Bert said:
If that attitude becomes widespread as more and more non-technical folks
start using Linux, you can be sure Linux will become a target.
Remember, the first reported Internet worm selectively infected Vaxen and
Sun boxes running Berkeley BSD UNIX.
I've never claimed that Linux/Unix viruses are impossible. However, the
basic design philosophy of Unix & Linux makes it extremely difficult for
one to propigate. For example, IE is tightly coupled to the Windows
kernel, which means that if it gets compromised, the whole system is. Then
there's ActiveX, which relies on trusting the source for security, or the
old default behavior of Outlook to automatically run executable
attachments, limitations that encourage users to run as admin, etc.

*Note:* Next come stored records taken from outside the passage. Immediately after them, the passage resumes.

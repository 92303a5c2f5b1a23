//! Rate limiting for outgoing calls.
//!
//! - [`RateLimiter`]: the decision interface.
//! - [`TokenBucket`](strategies::TokenBucket): the in-process bucket shared by every endpoint of
//!   one remote instance.
//! - [`RateLimitLayer`]: tower middleware that asks the limiter before each call and fails fast
//!   with [`CallError::RateLimited`](crate::CallError::RateLimited) instead of queuing.

use std::time::Duration;

pub mod middleware;
pub mod strategies;
pub use middleware::{RateLimitLayer, RateLimitService};
pub use strategies::TokenBucket;

/// The decision returned by a rate limiter.
#[derive(Debug, Clone, PartialEq, Eq)]
pub enum Decision {
    /// The call may proceed.
    Allowed {
        /// Whole permits left after this acquisition.
        remaining: u32,
    },
    /// The call must not proceed.
    Denied {
        /// How long until enough permits are available.
        wait: Duration,
    },
}

impl Decision {
    /// Helper to check if allowed.
    pub fn is_allowed(&self) -> bool {
        matches!(self, Decision::Allowed { .. })
    }
}

/// Core interface for rate limiting logic.
///
/// Implementations must be safe to share between concurrent callers and must never block
/// waiting for permits: an exhausted limiter answers [`Decision::Denied`] right away.
#[async_trait::async_trait]
pub trait RateLimiter: Send + Sync {
    /// Attempt to acquire the specified number of permits.
    async fn acquire(&self, permits: u32) -> Decision;
}
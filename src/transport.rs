//! Unary endpoints of the remote deployment service.
//!
//! An endpoint is a `tower::Service` that performs exactly one round trip per call and resolves
//! it through [`classify`](crate::classify::classify). Retrying and rate limiting are layered on
//! top by the client; endpoints never retry on their own.

use crate::document::DeploymentDocument;
use crate::error::CallError;
use tower::util::BoxCloneSyncService;

/// Relative path of the create method.
pub const CREATE_PATH: &str = "/kfctl/apps/v1beta1/create";
/// Relative path of the get-latest method.
pub const GET_PATH: &str = "/kfctl/apps/v1beta1/get";

/// Type-erased endpoint taking and returning a deployment document.
pub type DocumentEndpoint = BoxCloneSyncService<DeploymentDocument, DeploymentDocument, CallError>;

/// Normalize a base address: trims trailing slashes and adds `http://` when no scheme is given.
pub fn sanitize_instance(instance: &str) -> String {
    let trimmed = instance.trim().trim_end_matches('/');
    if trimmed.starts_with("http://") || trimmed.starts_with("https://") {
        trimmed.to_string()
    } else {
        format!("http://{}", trimmed)
    }
}

/// Join a base address and a method path.
pub fn endpoint_url(instance: &str, path: &str) -> String {
    format!("{}{}", sanitize_instance(instance), path)
}

#[cfg(feature = "http")]
pub use http::HttpEndpoint;

#[cfg(feature = "http")]
mod http {
    use super::*;
    use crate::classify::classify;
    use futures::future::BoxFuture;
    use serde::de::DeserializeOwned;
    use serde::Serialize;
    use std::marker::PhantomData;
    use std::sync::Arc;
    use std::task::{Context, Poll};
    use tower_service::Service;

    /// JSON-over-HTTP endpoint: POSTs the request body to one URL and classifies the reply.
    pub struct HttpEndpoint<Resp> {
        client: reqwest::Client,
        url: Arc<str>,
        _response: PhantomData<fn() -> Resp>,
    }

    impl<Resp> HttpEndpoint<Resp> {
        pub fn new(client: reqwest::Client, url: impl Into<String>) -> Self {
            Self { client, url: Arc::from(url.into()), _response: PhantomData }
        }

        /// Endpoint for `path` under the (sanitized) base address.
        pub fn at(client: reqwest::Client, instance: &str, path: &str) -> Self {
            Self::new(client, endpoint_url(instance, path))
        }

        pub fn url(&self) -> &str {
            &self.url
        }
    }

    impl<Resp> Clone for HttpEndpoint<Resp> {
        fn clone(&self) -> Self {
            Self { client: self.client.clone(), url: self.url.clone(), _response: PhantomData }
        }
    }

    impl<Resp> std::fmt::Debug for HttpEndpoint<Resp> {
        fn fmt(&self, f: &mut std::fmt::Formatter<'_>) -> std::fmt::Result {
            f.debug_struct("HttpEndpoint").field("url", &self.url).finish()
        }
    }

    impl<Req, Resp> Service<Req> for HttpEndpoint<Resp>
    where
        Req: Serialize + Send + 'static,
        Resp: DeserializeOwned + Send + 'static,
    {
        type Response = Resp;
        type Error = CallError;
        type Future = BoxFuture<'static, Result<Resp, CallError>>;

        fn poll_ready(&mut self, _cx: &mut Context<'_>) -> Poll<Result<(), Self::Error>> {
            Poll::Ready(Ok(()))
        }

        fn call(&mut self, req: Req) -> Self::Future {
            let client = self.client.clone();
            let url = self.url.clone();
            Box::pin(async move {
                let response = client.post(&*url).json(&req).send().await?;
                let status = response.status().as_u16();
                let body = response.bytes().await?;
                tracing::debug!(%url, status, bytes = body.len(), "endpoint responded");
                classify(status, &body)
            })
        }
    }
}
//! Backoff strategies for retry loops.
//!
//! Attempt semantics: attempt index `0` is the initial call (no delay); the delay before retry
//! `n` is `delay(n)`. Exponential backoff computes `base × multiplier^(n-1)`, optionally capped,
//! and saturates at [`MAX_BACKOFF`] instead of overflowing.
//!
//! Example
//! ```rust
//! use std::time::Duration;
//! use kfdeploy::Backoff;
//!
//! let backoff = Backoff::exponential(Duration::from_secs(3))
//!     .with_multiplier(1.5)
//!     .unwrap()
//!     .with_max(Duration::from_secs(10))
//!     .unwrap();
//! assert_eq!(backoff.delay(0), Duration::ZERO); // initial call
//! assert_eq!(backoff.delay(1), Duration::from_secs(3));
//! assert_eq!(backoff.delay(2), Duration::from_millis(4500));
//! assert_eq!(backoff.delay(4), Duration::from_secs(10)); // capped
//! ```

use std::fmt;
use std::time::Duration;

/// Maximum delay used when calculations overflow (1 day).
pub const MAX_BACKOFF: Duration = Duration::from_secs(24 * 60 * 60);

/// Errors returned by backoff configuration.
#[derive(Debug, Clone, PartialEq)]
pub enum BackoffError {
    ConstantDoesNotSupportMax,
    ConstantDoesNotSupportMultiplier,
    MaxMustBePositive,
    MaxLessThanBase { base: Duration, max: Duration },
    InvalidMultiplier(f64),
}

impl fmt::Display for BackoffError {
    fn fmt(&self, f: &mut fmt::Formatter<'_>) -> fmt::Result {
        match self {
            BackoffError::ConstantDoesNotSupportMax => {
                write!(f, "with_max is only valid for exponential backoff")
            }
            BackoffError::ConstantDoesNotSupportMultiplier => {
                write!(f, "with_multiplier is only valid for exponential backoff")
            }
            BackoffError::MaxMustBePositive => write!(f, "max must be greater than zero"),
            BackoffError::MaxLessThanBase { base, max } => {
                write!(f, "max ({:?}) must be >= base ({:?})", max, base)
            }
            BackoffError::InvalidMultiplier(m) => {
                write!(f, "multiplier must be finite and >= 1.0 (got {})", m)
            }
        }
    }
}

impl std::error::Error for BackoffError {}

#[derive(Debug, Clone, PartialEq)]
enum BackoffKind {
    Constant { delay: Duration },
    Exponential { base: Duration, multiplier: f64, max: Option<Duration> },
}

/// Delay schedule between retry attempts.
#[derive(Debug, Clone, PartialEq)]
pub struct Backoff {
    kind: BackoffKind,
}

impl Backoff {
    /// Same delay before every retry.
    pub fn constant(delay: Duration) -> Self {
        Self { kind: BackoffKind::Constant { delay } }
    }

    /// Doubling delay starting at `base`.
    pub fn exponential(base: Duration) -> Self {
        Self { kind: BackoffKind::Exponential { base, multiplier: 2.0, max: None } }
    }

    /// Growth factor applied per retry. Must be finite and at least 1.0.
    pub fn with_multiplier(mut self, multiplier: f64) -> Result<Self, BackoffError> {
        if !multiplier.is_finite() || multiplier < 1.0 {
            return Err(BackoffError::InvalidMultiplier(multiplier));
        }
        match &mut self.kind {
            BackoffKind::Exponential { multiplier: existing, .. } => {
                *existing = multiplier;
                Ok(self)
            }
            BackoffKind::Constant { .. } => Err(BackoffError::ConstantDoesNotSupportMultiplier),
        }
    }

    /// Cap individual delays at `max`.
    pub fn with_max(mut self, max: Duration) -> Result<Self, BackoffError> {
        if max.is_zero() {
            return Err(BackoffError::MaxMustBePositive);
        }
        match &mut self.kind {
            BackoffKind::Exponential { base, max: existing, .. } => {
                if max < *base {
                    return Err(BackoffError::MaxLessThanBase { base: *base, max });
                }
                *existing = Some(max);
                Ok(self)
            }
            BackoffKind::Constant { .. } => Err(BackoffError::ConstantDoesNotSupportMax),
        }
    }

    /// Delay before attempt `attempt` (0 = initial call, no delay).
    pub fn delay(&self, attempt: usize) -> Duration {
        if attempt == 0 {
            return Duration::ZERO;
        }
        match &self.kind {
            BackoffKind::Constant { delay } => *delay,
            BackoffKind::Exponential { base, multiplier, max } => {
                let exponent = attempt.saturating_sub(1).min(i32::MAX as usize) as i32;
                let nanos = base.as_nanos() as f64 * multiplier.powi(exponent);
                let exp_delay = if !nanos.is_finite() || nanos >= MAX_BACKOFF.as_nanos() as f64 {
                    MAX_BACKOFF
                } else {
                    Duration::from_nanos(nanos as u64)
                };
                let capped = max.map(|m| exp_delay.min(m)).unwrap_or(exp_delay);
                capped.min(MAX_BACKOFF)
            }
        }
    }
}
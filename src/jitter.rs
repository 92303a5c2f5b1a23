//! Jitter strategies applied to backoff delays.
//!
//! - `None`: exact backoff delays. The default for the deployment client, so consecutive delays
//!   grow strictly until the cap.
//! - `Proportional(f)`: uniform in `[delay × (1 - f), delay × (1 + f)]`, the classic
//!   "randomization factor" used by exponential backoff clients.
//!
//! RNG: `rand`'s thread-local RNG by default; deterministic RNGs can be injected via
//! `apply_with_rng`. Millisecond conversions saturate to `u64::MAX`.

use rand::{rng, Rng};
use std::time::Duration;

/// Jitter strategy for randomizing retry delays.
#[derive(Debug, Clone, Default, PartialEq)]
pub enum Jitter {
    /// No jitter - use exact backoff delay
    #[default]
    None,
    /// Randomization factor in `(0, 1]` applied symmetrically around the delay
    Proportional(f64),
}

impl Jitter {
    /// Create a proportional jitter strategy. A factor of zero disables jitter.
    pub fn proportional(factor: f64) -> Result<Self, &'static str> {
        if !factor.is_finite() || !(0.0..=1.0).contains(&factor) {
            return Err("proportional jitter: factor must be within [0, 1]");
        }
        if factor == 0.0 {
            return Ok(Jitter::None);
        }
        Ok(Jitter::Proportional(factor))
    }

    /// Apply jitter to a delay duration
    pub fn apply(&self, delay: Duration) -> Duration {
        let mut rng = rng();
        self.apply_internal(delay, &mut rng)
    }

    /// Apply jitter with a custom RNG (for testing)
    pub fn apply_with_rng<R: Rng>(&self, delay: Duration, rng: &mut R) -> Duration {
        self.apply_internal(delay, rng)
    }

    fn as_millis_saturated(duration: Duration) -> u64 {
        duration.as_millis().try_into().unwrap_or(u64::MAX)
    }

    fn apply_internal<R: Rng>(&self, delay: Duration, rng: &mut R) -> Duration {
        let millis = Self::as_millis_saturated(delay);
        if millis == 0 {
            return delay;
        }
        match self {
            Jitter::None => delay,
            Jitter::Proportional(factor) => {
                let spread = (millis as f64 * factor) as u64;
                let lower = millis.saturating_sub(spread);
                let upper = millis.saturating_add(spread);
                Duration::from_millis(rng.random_range(lower..=upper))
            }
        }
    }
}

#[cfg(test)]
mod tests {
    use super::*;
    use rand::rngs::StdRng;
    use rand::SeedableRng;

    #[test]
    fn none_jitter_returns_exact_delay() {
        let delay = Duration::from_secs(1);
        assert_eq!(Jitter::None.apply(delay), delay);
        assert_eq!(Jitter::default(), Jitter::None);
    }

    #[test]
    fn proportional_jitter_stays_within_factor() {
        let jitter = Jitter::proportional(0.5).unwrap();
        let mut rng = StdRng::seed_from_u64(7);
        for _ in 0..100 {
            let jittered = jitter.apply_with_rng(Duration::from_secs(4), &mut rng);
            assert!(jittered >= Duration::from_secs(2));
            assert!(jittered <= Duration::from_secs(6));
        }
    }

    #[test]
    fn proportional_constructor_validates_factor() {
        assert!(Jitter::proportional(1.5).is_err());
        assert!(Jitter::proportional(-0.1).is_err());
        assert!(Jitter::proportional(f64::NAN).is_err());
        assert_eq!(Jitter::proportional(0.0).unwrap(), Jitter::None);
    }

    #[test]
    fn jitter_handles_zero_delay() {
        assert_eq!(Jitter::None.apply(Duration::ZERO), Duration::ZERO);
        assert_eq!(Jitter::Proportional(0.5).apply(Duration::ZERO), Duration::ZERO);
    }

    #[test]
    fn saturates_large_durations_without_panicking() {
        let huge = Duration::from_millis(u64::MAX);
        let mut rng = StdRng::seed_from_u64(999);
        let jittered = Jitter::Proportional(0.5).apply_with_rng(huge, &mut rng);
        assert!(jittered >= Duration::from_millis(u64::MAX / 2));
    }
}
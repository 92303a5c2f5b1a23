use super::events::DeployEvent;
use futures::future::{ready, Ready};
use std::collections::VecDeque;
use std::convert::Infallible;
use std::sync::atomic::{AtomicU64, Ordering};
use std::sync::{Arc, Mutex, MutexGuard, PoisonError};
use std::task::{Context, Poll};
use tower::Service;

/// A telemetry sink that consumes deployment events.
pub trait TelemetrySink:
    tower::Service<DeployEvent, Response = (), Error = Self::SinkError> + Clone + Send + 'static
{
    /// The error type for this sink.
    type SinkError: std::error::Error + Send + 'static;
}

/// Deliver one event, honoring `poll_ready`. Sink failures are logged and dropped so telemetry
/// never changes a deployment's result.
pub async fn emit_best_effort<S>(sink: S, event: DeployEvent)
where
    S: tower::Service<DeployEvent, Response = ()> + Send + Clone + 'static,
    S::Error: std::error::Error + Send + 'static,
    S::Future: Send + 'static,
{
    use tower::ServiceExt;

    match sink.ready_oneshot().await {
        Ok(mut ready_sink) => {
            if let Err(e) = ready_sink.call(event).await {
                tracing::debug!(error = %e, "telemetry sink rejected event");
            }
        }
        Err(e) => tracing::debug!(error = %e, "telemetry sink not ready"),
    }
}

/// Discards every event.
#[derive(Clone, Copy, Debug, Default)]
pub struct NullSink;

impl Service<DeployEvent> for NullSink {
    type Response = ();
    type Error = Infallible;
    type Future = Ready<Result<(), Infallible>>;

    fn poll_ready(&mut self, _cx: &mut Context<'_>) -> Poll<Result<(), Self::Error>> {
        Poll::Ready(Ok(()))
    }

    fn call(&mut self, _event: DeployEvent) -> Self::Future {
        ready(Ok(()))
    }
}

impl TelemetrySink for NullSink {
    type SinkError = Infallible;
}

/// Writes every event to `tracing` at info level. The client's default sink.
#[derive(Clone, Copy, Debug, Default)]
pub struct LogSink;

impl Service<DeployEvent> for LogSink {
    type Response = ();
    type Error = Infallible;
    type Future = Ready<Result<(), Infallible>>;

    fn poll_ready(&mut self, _cx: &mut Context<'_>) -> Poll<Result<(), Self::Error>> {
        Poll::Ready(Ok(()))
    }

    fn call(&mut self, event: DeployEvent) -> Self::Future {
        tracing::info!(event = %event, "deploy_event");
        ready(Ok(()))
    }
}

impl TelemetrySink for LogSink {
    type SinkError = Infallible;
}

/// Keeps events in memory, bounded; the oldest event is evicted once full.
///
/// Clones share storage, so a test can hand one clone to the client and inspect another.
#[derive(Clone, Debug)]
pub struct MemorySink {
    events: Arc<Mutex<VecDeque<DeployEvent>>>,
    capacity: usize,
    evicted: Arc<AtomicU64>,
}

impl MemorySink {
    pub fn new() -> Self {
        Self::with_capacity(1024)
    }

    /// A zero capacity is raised to one.
    pub fn with_capacity(capacity: usize) -> Self {
        let capacity = capacity.max(1);
        Self {
            events: Arc::new(Mutex::new(VecDeque::with_capacity(capacity.min(1024)))),
            capacity,
            evicted: Arc::new(AtomicU64::new(0)),
        }
    }

    fn lock(&self) -> MutexGuard<'_, VecDeque<DeployEvent>> {
        self.events.lock().unwrap_or_else(PoisonError::into_inner)
    }

    /// Snapshot of the retained events, oldest first.
    pub fn events(&self) -> Vec<DeployEvent> {
        self.lock().iter().cloned().collect()
    }

    pub fn clear(&self) {
        self.lock().clear();
    }

    pub fn len(&self) -> usize {
        self.lock().len()
    }

    pub fn is_empty(&self) -> bool {
        self.lock().is_empty()
    }

    pub fn capacity(&self) -> usize {
        self.capacity
    }

    /// Events dropped to make room since the sink was created.
    pub fn evicted(&self) -> u64 {
        self.evicted.load(Ordering::Relaxed)
    }

    fn record(&self, event: DeployEvent) {
        let mut events = self.lock();
        if events.len() == self.capacity {
            events.pop_front();
            self.evicted.fetch_add(1, Ordering::Relaxed);
        }
        events.push_back(event);
    }
}

impl Default for MemorySink {
    fn default() -> Self {
        Self::new()
    }
}

impl Service<DeployEvent> for MemorySink {
    type Response = ();
    type Error = Infallible;
    type Future = Ready<Result<(), Infallible>>;

    fn poll_ready(&mut self, _cx: &mut Context<'_>) -> Poll<Result<(), Self::Error>> {
        Poll::Ready(Ok(()))
    }

    fn call(&mut self, event: DeployEvent) -> Self::Future {
        self.record(event);
        ready(Ok(()))
    }
}

impl TelemetrySink for MemorySink {
    type SinkError = Infallible;
}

On the
other hand, Linux & Unix are designed in a modular fashion, which limits
the ability of a malware to do damage, a user has to a) detach an
executable b) make it executable and c) run it. Even then it can only
affect his own files and not the whole system. Also, users are discouraged
from running as root, except as necessary. Security in Linux & Unix was
built in from the start, as they were intended to be multiuser. Windows
however, was originally designed as a single user, non networked system,
with security controls tacked on later. You might also take note of the
fact that about 70 - 75% of all web sites are running Unix or Linux, yet
have the fewest successful attacks. Incidentally, many of those commercial
firewall/router boxes run Linux or Unix.